● WHAT THIS TASK INVOLVES
Your answer must hold only the lines below from the line containing "value is accepted." through the line containing "pub mod table;", each reproduced exactly.

[Stored items]
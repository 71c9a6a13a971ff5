use crate::error::DbError;
use crate::parser::command::{ColumnDef, Command, TableConstraintDef};
use crate::storage::table::strip_apostrophes;
use crate::types::datatype::parse_datatype;

/// Recognizes one command. A trailing semicolon is accepted anywhere.
pub fn parse(input: &str) -> Result<Command, DbError> {
    let input = input.trim();
    let input = input.strip_suffix(';').unwrap_or(input).trim_end();
    if input.is_empty() {
        return Err(DbError::Parse("empty command".to_string()));
    }

    if let Some(rest) = strip_keywords(input, &["create", "table"]) {
        parse_create(rest)
    } else if let Some(rest) = strip_keywords(input, &["drop", "table"]) {
        Ok(Command::DropTable {
            table: single_word(rest, "DROP TABLE <table>;")?,
        })
    } else if let Some(rest) = strip_keywords(input, &["drop", "column"]) {
        parse_drop_column(rest)
    } else if let Some(rest) = strip_keywords(input, &["flush"]) {
        let (path, key) = two_words(rest, "FLUSH <filename> <key>;")?;
        Ok(Command::Flush { path, key })
    } else if let Some(rest) = strip_keywords(input, &["load"]) {
        let (path, key) = two_words(rest, "LOAD <filename> <key>;")?;
        Ok(Command::Load { path, key })
    } else if let Some(rest) = strip_keywords(input, &["insert", "into"]) {
        parse_insert(rest)
    } else if let Some(rest) = strip_keywords(input, &["select"]) {
        parse_select(rest)
    } else if let Some(rest) = strip_keywords(input, &["update"]) {
        parse_update(rest)
    } else if let Some(rest) = strip_keywords(input, &["delete", "from"]) {
        parse_delete(rest)
    } else {
        let first = input.split_whitespace().next().unwrap_or(input);
        Err(DbError::Parse(format!("unsupported command '{first}'")))
    }
}

/// Body after `CREATE TABLE`: `<table> (<defs>)` where each def is a
/// column (`name TYPE [NOT NULL]`), `PRIMARY KEY (..)`, `UNIQUE (..)` or
/// `FOREIGN KEY (..) REFERENCES <table> (..)`.
fn parse_create(rest: &str) -> Result<Command, DbError> {
    const USAGE: &str =
        "CREATE TABLE <table> (<col> <type> [NOT NULL], ..., PRIMARY KEY (<cols>), UNIQUE (<cols>));";

    let open = rest
        .find('(')
        .ok_or_else(|| DbError::Parse(format!("invalid CREATE TABLE syntax. Usage: {USAGE}")))?;
    let close = rest
        .rfind(')')
        .filter(|&c| c > open)
        .ok_or_else(|| DbError::Parse(format!("invalid CREATE TABLE syntax. Usage: {USAGE}")))?;

    let table = single_word(&rest[..open], USAGE)?;
    let body = &rest[open + 1..close];

    let mut columns = Vec::new();
    let mut constraints = Vec::new();
    for def in split_top_level(body) {
        let def = def.trim();
        if def.is_empty() {
            continue;
        }
        if let Some(after) = strip_keywords(def, &["primary", "key"]) {
            constraints.push(TableConstraintDef::PrimaryKey(paren_list(after)?));
        } else if let Some(after) = strip_keywords(def, &["unique"]) {
            constraints.push(TableConstraintDef::Unique(paren_list(after)?));
        } else if let Some(after) = strip_keywords(def, &["foreign", "key"]) {
            constraints.push(parse_foreign_key(after)?);
        } else {
            columns.push(parse_column_def(def)?);
        }
    }

    Ok(Command::CreateTable {
        table,
        columns,
        constraints,
    })
}

fn parse_column_def(def: &str) -> Result<ColumnDef, DbError> {
    let tokens: Vec<&str> = def.split_whitespace().collect();
    let not_null = match tokens.as_slice() {
        [_, _] => false,
        [_, _, a, b] if a.eq_ignore_ascii_case("not") && b.eq_ignore_ascii_case("null") => true,
        _ => {
            return Err(DbError::Parse(format!(
                "invalid column definition '{def}'. Expected: <name> <INTEGER|FLOAT|STRING> [NOT NULL]"
            )));
        }
    };
    Ok(ColumnDef {
        name: tokens[0].to_string(),
        dtype: parse_datatype(tokens[1])?,
        not_null,
    })
}

/// `(<cols>) REFERENCES <table> (<refcols>)`
fn parse_foreign_key(after: &str) -> Result<TableConstraintDef, DbError> {
    const USAGE: &str = "FOREIGN KEY (<cols>) REFERENCES <table> (<refcols>)";
    let bad = || DbError::Parse(format!("invalid FOREIGN KEY definition. Usage: {USAGE}"));

    let open = after.find('(').ok_or_else(bad)?;
    let close = after[open..].find(')').ok_or_else(bad)? + open;
    let columns = comma_list(&after[open + 1..close]);

    let rest = strip_keywords(&after[close + 1..], &["references"]).ok_or_else(bad)?;
    let open = rest.find('(').ok_or_else(bad)?;
    let ref_table = rest[..open].trim();
    if ref_table.is_empty() || ref_table.contains(char::is_whitespace) {
        return Err(bad());
    }
    let close = rest[open..].find(')').ok_or_else(bad)? + open;
    let ref_columns = comma_list(&rest[open + 1..close]);

    Ok(TableConstraintDef::ForeignKey {
        columns,
        ref_table: ref_table.to_string(),
        ref_columns,
    })
}

/// `<table> (<cols>) VALUES (<vals>)`. Values keep their quotes; the
/// catalog unwraps them on insert.
fn parse_insert(rest: &str) -> Result<Command, DbError> {
    const USAGE: &str = "INSERT INTO <table> (col1, col2, ...) VALUES (val1, val2, ...);";
    let bad = || DbError::Parse(format!("invalid INSERT syntax. Usage: {USAGE}"));

    let open = rest.find('(').ok_or_else(bad)?;
    let table = single_word(&rest[..open], USAGE)?;
    let close = rest[open..].find(')').ok_or_else(bad)? + open;
    let columns = comma_list(&rest[open + 1..close]);

    let after = strip_keywords(&rest[close + 1..], &["values"]).ok_or_else(bad)?;
    let open = after.find('(').ok_or_else(bad)?;
    let close = after.rfind(')').filter(|&c| c > open).ok_or_else(bad)?;
    let values = comma_list(&after[open + 1..close]);

    Ok(Command::Insert {
        table,
        columns,
        values,
    })
}

/// `<cols> FROM <table> [WHERE <condition>]`
fn parse_select(rest: &str) -> Result<Command, DbError> {
    const USAGE: &str = "SELECT <col1, col2, ...> FROM <table> [WHERE <condition>];";

    let (cols_str, after) = split_on_keyword(rest, "from")
        .ok_or_else(|| DbError::Parse(format!("invalid SELECT syntax. Usage: {USAGE}")))?;

    let columns = if cols_str.trim() == "*" {
        vec!["*".to_string()]
    } else {
        comma_list(cols_str)
    };

    let (table, condition) = match split_on_keyword(after, "where") {
        Some((table, cond)) => (table, cond.trim().to_string()),
        None => (after, String::new()),
    };

    Ok(Command::Select {
        table: single_word(table, USAGE)?,
        columns,
        condition,
    })
}

/// `<table> SET <col> = <val>, ... WHERE <condition>`. Assignment values
/// are unquoted here; the condition is passed through untouched.
fn parse_update(rest: &str) -> Result<Command, DbError> {
    const USAGE: &str = "UPDATE <table> SET <col1> = <val1>, ... WHERE <condition>;";
    let bad = || DbError::Parse(format!("invalid UPDATE syntax. Usage: {USAGE}"));

    let (table, after_set) = split_on_keyword(rest, "set").ok_or_else(bad)?;
    let (set_clause, condition) = split_on_keyword(after_set, "where").ok_or_else(bad)?;

    let mut assignments = Vec::new();
    for part in set_clause.split(',') {
        // Parts without an '=' are silently dropped.
        if let Some((col, val)) = part.split_once('=') {
            assignments.push((
                col.trim().to_string(),
                strip_apostrophes(val.trim()).to_string(),
            ));
        }
    }

    Ok(Command::Update {
        table: single_word(table, USAGE)?,
        assignments,
        condition: condition.trim().to_string(),
    })
}

/// `<table> WHERE <condition>`
fn parse_delete(rest: &str) -> Result<Command, DbError> {
    const USAGE: &str = "DELETE FROM <table> WHERE <condition>;";

    let (table, condition) = split_on_keyword(rest, "where")
        .ok_or_else(|| DbError::Parse(format!("invalid DELETE syntax. Usage: {USAGE}")))?;

    Ok(Command::Delete {
        table: single_word(table, USAGE)?,
        condition: condition.trim().to_string(),
    })
}

fn parse_drop_column(rest: &str) -> Result<Command, DbError> {
    let (table, column) = two_words(rest, "DROP COLUMN <table> <column>;")?;
    Ok(Command::DropColumn { table, column })
}

/// Consumes the given keywords (ASCII case-insensitive, whitespace
/// separated) from the start of `s`, returning the remainder.
fn strip_keywords<'a>(s: &'a str, words: &[&str]) -> Option<&'a str> {
    let mut rest = s.trim_start();
    for word in words {
        // get() rejects indices that fall inside a multi-byte character,
        // so non-ASCII input falls through to a parse error.
        let head = rest.get(..word.len())?;
        if !head.eq_ignore_ascii_case(word) {
            return None;
        }
        let after = &rest[word.len()..];
        if !after.is_empty() && !after.starts_with(|c: char| c.is_whitespace() || c == '(') {
            return None;
        }
        rest = after.trim_start();
    }
    Some(rest)
}

/// Finds the first standalone occurrence of `keyword` (ASCII
/// case-insensitive, whitespace on both sides) and splits around it.
fn split_on_keyword<'a>(s: &'a str, keyword: &str) -> Option<(&'a str, &'a str)> {
    let bytes = s.as_bytes();
    let kw = keyword.as_bytes();
    if bytes.len() < kw.len() {
        return None;
    }
    for i in 0..=bytes.len() - kw.len() {
        if !bytes[i..i + kw.len()].eq_ignore_ascii_case(kw) {
            continue;
        }
        let j = i + kw.len();
        let before_ok = i == 0 || bytes[i - 1].is_ascii_whitespace();
        let after_ok = j == bytes.len() || bytes[j].is_ascii_whitespace();
        if before_ok && after_ok {
            return Some((&s[..i], &s[j..]));
        }
    }
    None
}

/// Splits on commas outside parentheses.
fn split_top_level(s: &str) -> Vec<&str> {
    let mut parts = Vec::new();
    let mut depth = 0usize;
    let mut start = 0;
    for (i, ch) in s.char_indices() {
        match ch {
            '(' => depth += 1,
            ')' => depth = depth.saturating_sub(1),
            ',' if depth == 0 => {
                parts.push(&s[start..i]);
                start = i + 1;
            }
            _ => {}
        }
    }
    parts.push(&s[start..]);
    parts
}

/// `(a, b, c)` -> trimmed names.
fn paren_list(s: &str) -> Result<Vec<String>, DbError> {
    let s = s.trim();
    let body = s
        .strip_prefix('(')
        .and_then(|t| t.strip_suffix(')'))
        .ok_or_else(|| {
            DbError::Parse(format!("expected a parenthesized column list, got '{s}'"))
        })?;
    Ok(comma_list(body))
}

fn comma_list(s: &str) -> Vec<String> {
    let s = s.trim();
    if s.is_empty() {
        return Vec::new();
    }
    s.split(',').map(|t| t.trim().to_string()).collect()
}

fn single_word(s: &str, usage: &str) -> Result<String, DbError> {
    let s = s.trim();
    if s.is_empty() || s.contains(char::is_whitespace) {
        return Err(DbError::Parse(format!("expected a name. Usage: {usage}")));
    }
    Ok(s.to_string())
}

fn two_words(s: &str, usage: &str) -> Result<(String, String), DbError> {
    let mut it = s.split_whitespace();
    match (it.next(), it.next(), it.next()) {
        (Some(a), Some(b), None) => Ok((a.to_string(), b.to_string())),
        _ => Err(DbError::Parse(format!("expected two arguments. Usage: {usage}"))),
    }
}
use super::*;

#[test]
fn test_unsupported_command() {
    let mut db = test_db();
    let err = db.execute("TRUNCATE users;").unwrap_err();
    assert!(err.to_string().contains("unsupported command"));
}

#[test]
fn test_malformed_delete_condition() {
    let mut db = test_db();
    seed_users(&mut db);
    let err = db.execute("DELETE FROM users WHERE id;").unwrap_err();
    assert!(err.to_string().contains("expected '<column> = <value>'"));
}

#[test]
fn test_insert_arity_mismatch() {
    let mut db = test_db();
    seed_users(&mut db);
    let err = db
        .execute("INSERT INTO users (id, name) VALUES ('9');")
        .unwrap_err();
    assert!(err.to_string().contains("do not match"));
}

#[test]
fn test_condition_splits_on_first_equals() {
    let mut db = test_db();
    db.execute("CREATE TABLE kv (k STRING, v STRING);").unwrap();
    db.execute("INSERT INTO kv (k, v) VALUES ('a=b', 'x');")
        .unwrap();

    // "k = a=b" splits at the first '='; the value keeps its own '='.
    let out = db.execute("SELECT v FROM kv WHERE k = a=b;").unwrap();
    assert_eq!(out, "v\nx");
}

#[test]
fn test_declared_types_are_not_enforced() {
    let mut db = test_db();
    db.execute("CREATE TABLE t (n INTEGER);").unwrap();
    // INTEGER is schema metadata only; any string value is accepted.
    db.execute("INSERT INTO t (n) VALUES ('not-a-number');")
        .unwrap();
    assert_eq!(db.execute("SELECT * FROM t;").unwrap(), "n\nnot-a-number");
}
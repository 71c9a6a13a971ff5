pub mod catalog;
pub mod cipher;
pub mod column;
pub mod constraint;
pub mod persist;
pub mod record;
pub mod schema;
pub mod table;

pub use catalog::{Catalog, RowSet};
pub use cipher::{Cipher, XorCipher};
pub use column::Column;
pub use constraint::Constraint;
pub use record::Record;
pub use schema::Schema;
pub use table::Table;
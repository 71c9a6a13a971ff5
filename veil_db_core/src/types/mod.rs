pub mod datatype;

pub use datatype::{DataType, parse_datatype};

● TASK ANSWER
    // INTEGER is schema metadata only; any string value is accepted.
    db.execute("INSERT INTO t (n) VALUES ('not-a-number');")
        .unwrap();
    assert_eq!(db.execute("SELECT * FROM t;").unwrap(), "n\nnot-a-number");
}
repository 71c9a6a13a971ff5
pub mod catalog;
pub mod cipher;
pub mod column;
pub mod constraint;
pub mod persist;
pub mod record;
pub mod schema;
pub mod table;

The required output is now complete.